There’s enough to think about for most of us without thinking too much about thinking itself. 

But as a mindfulness teacher and keen thought-thinker, the data-stream running through our heads, how to talk about it, and what to do with it, provides me with an endless source of fascination.

Thinking, after all, along with emotions and body sensations, makes up our internal environment of self-awareness. This interiority is as much our home, as our house or apartment. We live in, and amongst, our thoughts, and the environment they create can feel joyful, bleak, or even threatening.

The research suggests there are three types of thought which are so distinct they can be seen arising in different parts of the brain:

1. Insightful (problem-solving)

2. Experiential (task-focused)

3. Incessant (mind chatter)

Professionals tend to be highly skilled in analytical thinking and problem-solving which calls on both insightful and experiential thinking. On the other hand, they often suffer from significant periods of incessant thinking or mind chatter for the following fairly obvious reasons:

1. The to-do list is a never-ending stream of commitments.

2. The modern workplace is complex, emotionally-charged, political, and volatile.

3. Digital advancements have led to evaporating boundaries between work-time and home-time

4. A perfectionist streak is common, often accompanied by a vocal inner critic.

5. Personal life responsibilities, care-taking roles, social life, and more, add further weight to the load.

The outcomes of prolonged incessant thinking are just as predictable and include exhaustion, difficulties relaxing, and problems getting off to sleep. In addition, there can be a growing sense of low level anxiety and increasingly active amygdalae (the two pea-shaped panic-buttons in the brain which initiate the stress reaction getting us adrenalised and ready to respond to threats). We now know that these amygdalae grow larger and more sensitive the more they are activated, escalating the stress reaction more frequently than we might consider helpful (something which can also be reversed by a change of behaviour, such as taking up mindfulness meditation).
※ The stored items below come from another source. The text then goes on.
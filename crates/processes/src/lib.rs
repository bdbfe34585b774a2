//! Multisim Processes.
//!
//! Reference adapters for the multisim runtime:
//!
//! - [`planar_sheet`] - lattice contact tables from a stand-in multicellular model
//! - [`scripted_neighbors`] - contact tables replayed from a schedule
//! - [`delta_notch`] - per-cell Collier delta-notch model
//! - [`grow_divide`] - per-cell growth with division reactions
//! - [`operators`] - explicit integrators shared by the models
//!
//! [`register_processes`] makes all of them, and the runtime's neighbor
//! coupling step, available under their `local:` addresses.

pub mod delta_notch;
pub mod grow_divide;
pub mod operators;
pub mod planar_sheet;
pub mod scripted_neighbors;

use multisim_runtime::{NeighborCoupling, UnitRegistry};

pub use delta_notch::{CollierConfig, CollierModel, CollierParameters, DELTA_NOTCH, DeltaNotchProcess};
pub use grow_divide::{GROW_DIVIDE, GrowDivide, GrowDivideConfig};
pub use multisim_runtime::coupling::NEIGHBOR_COUPLING;
pub use operators::IntegrationMethod;
pub use planar_sheet::{NEIGHBORHOODS, PLANAR_SHEET, PlanarSheet, PlanarSheetConfig};
pub use scripted_neighbors::{SCRIPTED_NEIGHBORS, ScheduledTable, ScriptedNeighbors, ScriptedNeighborsConfig};

/// Register every reference adapter.
pub fn register_processes(units: &mut UnitRegistry) {
    PlanarSheet::register(units);
    ScriptedNeighbors::register(units);
    DeltaNotchProcess::<CollierModel>::register(units);
    GrowDivide::register(units);
    NeighborCoupling::register(units);
}

/// A registry holding every reference adapter.
pub fn registry() -> UnitRegistry {
    let mut units = UnitRegistry::new();
    register_processes(&mut units);
    units
}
In mindfulness we look particularly at two styles of incessant thoughts, catastrophising and rumination.

Here’s catastrophising: 

That meeting went terribly.

James really reacted badly.

Agh – that look he gave me – I know he is going to complain to my boss.

I’m going to come in tomorrow and be fired.

What about the school fees?

We’ll have to move.

I’ve let everyone down.

I’m a failure.

Here’s rumination: 

That meeting was a nightmare.

I wonder what we’ll do for dinner tonight?

That meeting though…I wish I’d said something else. Anything else.

Why would I say that – it’s so unlike me.

We could try that new Italian restaurant maybe?

I won’t enjoy it though – that meeting will be the end of me.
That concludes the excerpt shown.